This bill increases the ability of parents and children to secure prenatal and retroactive financial support from biological fathers, but does so by expanding legal definitions and retroactive liabilities that could burden men, raise state costs, and create significant legal conflicts over reproductive rights and family stability.
Parents (especially mothers) can obtain court-ordered financial support from biological fathers for prenatal care and pregnancy-related expenses, increasing household resources during pregnancy.
Children born may receive more consistent financial support because courts can order retroactive child-support payments once paternity is established, improving child economic stability.
States gain clearer statutory authority and more uniform definitions to enforce prenatal support obligations, reducing legal ambiguity for child-support programs.
The bill's definition of 'child' as a human at any stage in the womb could prompt legal conflicts and litigation that affect reproductive rights and medical practices, impacting women and healthcare providers.
Biological fathers may face retroactive legal and financial obligations for periods before birth (potentially back to the month of conception), increasing financial burdens on men and possibly taxpayers.
Implementation will increase administrative and court workloads for states, likely raising costs for state governments and taxpayers.
Based on analysis of 2 sections of legislative text.
Requires state child-support plans to establish/enforce fathers' support obligations for unborn children (defined as human from conception), allows retroactive collection, and bars paternity measures without the mother's consent.

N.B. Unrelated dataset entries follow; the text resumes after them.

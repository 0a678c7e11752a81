//! Criterion micro-benchmarks for episode batch allocation and writes.

use std::hint::black_box;
use std::sync::Arc;

use criterion::{criterion_group, criterion_main, Criterion};
use skirmish_batch::{EpisodeBatch, Scheme};
use skirmish_core::{names, EnvInfo, ObservationBundle, ObservationKind};

/// A 3s5z-sized entity scheme: 8 agents, 16 entities.
fn env_info() -> EnvInfo {
    EnvInfo {
        episode_limit: 150,
        n_agents: 8,
        n_actions: 14,
        n_entities: 16,
        entity_dim: 32,
        state_dim: 0,
        obs_dim: 0,
        has_gt_mask: false,
    }
}

fn scheme() -> Arc<Scheme> {
    Arc::new(Scheme::from_env_info(&env_info(), ObservationKind::Entity).unwrap())
}

fn bundle(info: &EnvInfo) -> ObservationBundle {
    ObservationBundle::new()
        .with(names::ENTITIES, vec![0.5; info.n_entities * info.entity_dim])
        .with(names::OBS_MASK, vec![0.0; info.n_entities * info.n_entities])
        .with(names::ENTITY_MASK, vec![0.0; info.n_entities])
        .with(names::AVAIL_ACTIONS, vec![1.0; info.n_agents * info.n_actions])
}

/// Benchmark: allocate an 8-slot batch for a 150-step horizon.
fn bench_batch_alloc(c: &mut Criterion) {
    let scheme = scheme();
    c.bench_function("batch_alloc_8x151", |b| {
        b.iter(|| {
            let batch = EpisodeBatch::new(Arc::clone(&scheme), 8, 151).unwrap();
            black_box(batch.memory_bytes());
        });
    });
}

/// Benchmark: one full round of observation writes across 8 slots.
fn bench_write_observation_round(c: &mut Criterion) {
    let info = env_info();
    let bundle = bundle(&info);
    let mut batch = EpisodeBatch::new(scheme(), 8, 151).unwrap();
    let mut t = 0usize;
    c.bench_function("write_observation_round_8", |b| {
        b.iter(|| {
            for slot in 0..8 {
                batch.write_observation(&bundle, slot, t).unwrap();
            }
            t = (t + 1) % 151;
        });
    });
}

/// Benchmark: scan the filled mask of a fully collected batch.
fn bench_max_filled_len(c: &mut Criterion) {
    let info = env_info();
    let bundle = bundle(&info);
    let mut batch = EpisodeBatch::new(scheme(), 8, 151).unwrap();
    for slot in 0..8 {
        for t in 0..=(slot * 18) {
            batch.write_observation(&bundle, slot, t).unwrap();
        }
    }
    c.bench_function("max_filled_len_8x151", |b| {
        b.iter(|| black_box(batch.max_filled_len()));
    });
}

criterion_group!(
    benches,
    bench_batch_alloc,
    bench_write_observation_round,
    bench_max_filled_len
);
criterion_main!(benches);
//! Skirmish: parallel multi-agent experience collection.
//!
//! This is the top-level facade crate that re-exports the public API from
//! all Skirmish sub-crates. Most users only need `skirmish` as a single
//! dependency.
//!
//! # Quick start
//!
//! ```rust
//! use skirmish::prelude::*;
//!
//! // One agent walks a three-step corridor.
//! struct Corridor {
//!     t: usize,
//! }
//!
//! impl Environment for Corridor {
//!     fn env_info(&self) -> EnvInfo {
//!         EnvInfo {
//!             episode_limit: 4,
//!             n_agents: 1,
//!             n_actions: 2,
//!             n_entities: 0,
//!             entity_dim: 0,
//!             state_dim: 1,
//!             obs_dim: 1,
//!             has_gt_mask: false,
//!         }
//!     }
//!     fn reset(&mut self, _options: &ResetOptions) -> Result<(), EnvError> {
//!         self.t = 0;
//!         Ok(())
//!     }
//!     fn step(&mut self, _actions: &[u32]) -> Result<StepOutcome, EnvError> {
//!         self.t += 1;
//!         Ok(StepOutcome {
//!             reward: 1.0,
//!             terminated: self.t >= 3,
//!             info: StepInfo::new(),
//!         })
//!     }
//!     fn avail_actions(&self) -> Vec<f32> {
//!         vec![1.0, 1.0]
//!     }
//!     fn state(&self) -> Option<Vec<f32>> {
//!         Some(vec![self.t as f32])
//!     }
//!     fn obs(&self) -> Option<Vec<f32>> {
//!         Some(vec![self.t as f32])
//!     }
//! }
//!
//! // Always chooses action 0.
//! struct Idle;
//!
//! impl PolicyController for Idle {
//!     fn init_hidden(&mut self, _batch_size: usize) {}
//!     fn select_actions(
//!         &mut self,
//!         _batch: &EpisodeBatch,
//!         _t_ep: usize,
//!         _t_env: u64,
//!         active: &[usize],
//!         _test_mode: bool,
//!     ) -> Result<Vec<AgentActions>, PolicyError> {
//!         Ok(active.iter().map(|_| AgentActions::from_slice(&[0])).collect())
//!     }
//! }
//!
//! let config = RunnerConfig {
//!     batch_size_run: 2,
//!     observation: ObservationKind::Flat,
//!     ..RunnerConfig::default()
//! };
//! let mut runner = ParallelRunner::new(config, |_seed| Ok(Corridor { t: 0 }))?;
//! let batch = runner.run(&mut Idle, RunRequest::train())?;
//! assert_eq!(batch.episode_length(0), 3);
//! assert_eq!(batch.max_filled_len(), 4);
//! assert_eq!(runner.t_env(), 6);
//! runner.close()?;
//! # Ok::<(), RunnerError>(())
//! ```
//!
//! # Modules
//!
//! Each module corresponds to a sub-crate. Use them for types not in the prelude:
//!
//! | Module | Sub-crate | Contents |
//! |--------|-----------|----------|
//! | [`types`] | `skirmish-core` | IDs, observation bundles, worker protocol, `Environment` |
//! | [`batch`] | `skirmish-batch` | Field scheme and the masked `EpisodeBatch` buffer |
//! | [`stats`] | `skirmish-stats` | Episode statistics and per-scenario win rates |
//! | [`runner`] | `skirmish-runner` | Worker threads, `ParallelRunner`, policy interface |

#![deny(missing_docs)]
#![deny(rustdoc::broken_intra_doc_links)]
#![forbid(unsafe_code)]

/// Core types, traits, and IDs (`skirmish-core`).
///
/// Contains the [`types::Environment`] trait, observation bundles, the
/// worker command/response enums, and the environment and policy error
/// types.
pub use skirmish_core as types;

/// Field scheme and episode buffer (`skirmish-batch`).
///
/// [`batch::EpisodeBatch`] stores every field as a dense
/// `[batch, time, len]` array with a per-timestep filled mask.
pub use skirmish_batch as batch;

/// Episode statistics and win-rate tracking (`skirmish-stats`).
pub use skirmish_stats as stats;

/// Parallel collection (`skirmish-runner`).
///
/// [`runner::ParallelRunner`] drives one worker thread per batch slot and
/// hands each call a filled [`batch::EpisodeBatch`].
pub use skirmish_runner as runner;

/// Common imports for typical Skirmish usage.
///
/// ```rust
/// use skirmish::prelude::*;
/// ```
pub mod prelude {
    // Core types and traits
    pub use skirmish_core::{
        info_keys, names, AgentActions, EntityMasks, EnvInfo, Environment, ObservationKind,
        ResetOptions, ScenarioId, StatMap, StepInfo, StepOutcome, WorkerSeed,
    };

    // Errors
    pub use skirmish_batch::BatchError;
    pub use skirmish_core::{EnvError, PolicyError};
    pub use skirmish_runner::RunnerError;
    pub use skirmish_stats::StatsError;

    // Batch
    pub use skirmish_batch::{EpisodeBatch, Scheme};

    // Statistics
    pub use skirmish_stats::{UpdateRule, WinRateSchedule, WinRateTracker};

    // Runner
    pub use skirmish_runner::{
        ParallelRunner, PolicyController, RunReport, RunRequest, RunnerConfig,
    };
}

Introduced February 6, 2025 by Claudia Tenney · Last progress February 6, 2025
Requires State child-support programs to create and enforce child-support obligations for biological fathers of unborn children, defining “child” to include a human at any stage of development in the womb. Fathers can be held responsible retroactively (including from the month of conception if the mother requests), but courts must set payment amounts based on the best interests of the mother and child. The bill also bars measures to establish paternity without the mother’s consent and prohibits actions that risk harm to the unborn child. It prevents federal demonstration or waiver projects from authorizing changes that would allow establishing or enforcing support obligations for unborn children. The changes take effect two years after enactment and apply to Part D payments for calendar quarters beginning on or after that date.